Investigation of the performance of PEG-PEI/ROCK-II-siRNA complexes for Alzheimer's disease in vitro.

Recent studies have showed inhibiting ROCK promoted axonal regeneration and suppressing ROCK-II decreased Aβ formation, suggesting ROCK is a potential target for the treatment of Alzheimer's disease. Because ROCK-II mRNA is abundantly expressed in brain, we targeted ROCK-II mRNA using a siRNA approach. To suppress ROCK-II mRNA expression, we synthesized PEG-PEI/ROCK-II-siRNA complexes and transfected C17.2 neural stem cells in vitro.
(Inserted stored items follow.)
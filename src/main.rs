//! Daemon entry point: wires the sysfs implementations to the governor and
//! runs it until SIGINT.

use std::path::PathBuf;
use std::process::ExitCode;
use std::sync::Arc;

use clap::Parser;
use tokio::sync::watch;
use tracing::{error, info, warn};
use tracing_subscriber::EnvFilter;

use thermgov::actuator::Actuator;
use thermgov::config::GovernorConfig;
use thermgov::governor::Governor;
use thermgov::hardware::{SysfsReader, SysfsWriter};
use thermgov::policy;
use thermgov::profile::HardwareProfile;
use thermgov::sampler::TemperatureSampler;

#[derive(Parser, Debug)]
#[command(name = "thermgov", version, about = "Adaptive thermal frequency governor")]
struct Args {
    /// Path to a JSON configuration file. Built-in defaults are used when
    /// omitted.
    #[arg(short, long)]
    config: Option<PathBuf>,
}

#[tokio::main]
async fn main() -> ExitCode {
    tracing_subscriber::fmt()
        .with_env_filter(
            EnvFilter::try_from_default_env().unwrap_or_else(|_| EnvFilter::new("info")),
        )
        .init();

    let args = Args::parse();
    match run(args).await {
        Ok(()) => ExitCode::SUCCESS,
        Err(e) => {
            error!(error = %e, "refusing to start");
            ExitCode::FAILURE
        }
    }
}

async fn run(args: Args) -> thermgov::Result<()> {
    let config = match &args.config {
        Some(path) => {
            info!(path = %path.display(), "loading configuration");
            GovernorConfig::load(path)?
        }
        None => GovernorConfig::default(),
    };
    config.validate()?;

    let reader = Arc::new(SysfsReader::new());
    let writer = Arc::new(SysfsWriter::new());

    let profile = HardwareProfile::discover(reader.as_ref()).await;
    let policy = policy::build(&config, &profile)?;
    let sampler = TemperatureSampler::new(reader, config.default_safe_temperature);
    let actuator = Actuator::new(writer, &config);
    let mut governor = Governor::new(config, profile, sampler, policy, actuator);

    let (shutdown_tx, shutdown_rx) = watch::channel(false);
    tokio::spawn(async move {
        match tokio::signal::ctrl_c().await {
            Ok(()) => {
                let _ = shutdown_tx.send(true);
            }
            Err(e) => warn!(error = %e, "failed to install the interrupt handler"),
        }
    });

    governor.run(shutdown_rx).await;
    Ok(())
}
The characteristics of the complexes were tested using a gel retardation assay. Particle size and zeta potential were examined using dynamic light scattering and the morphology of the complexes were observed by transmission electron microscopy. The toxicity was detected by an MTT assay and transfection efficiency was determined by flow cytometry. Laser confocal microscopy was employed to investigate the cell uptake of the complexes. RT-PCR and western blotting were used to verify the effect of gene silencing. Our results indicated that the characteristics of the complexes depended on the N/P ratios. At a high N/P ratio, PEG-PEI could completely condense the siRNA into small-sized uniform particles. However, high N/P ratios are accompanied with high cytotoxicity. Because of high transfection efficiency and low cytotoxicity, N/P=50 was chosen to transfect C17.2 cells in vitro. Laser confocal microscopy showed that ROCK-II-siRNA with green fluorescence was mainly distributed in the cytoplasm and synapses. Moreover, ROCK-II-siRNA was successfully released from the lysosome. RT-PCR and western blotting demonstrated effective gene silencing. These results indicated that PEG-PEI/ROCK-II-siRNA complexes effectively suppressed ROCK-II mRNA expression, providing the basis for future research in vivo.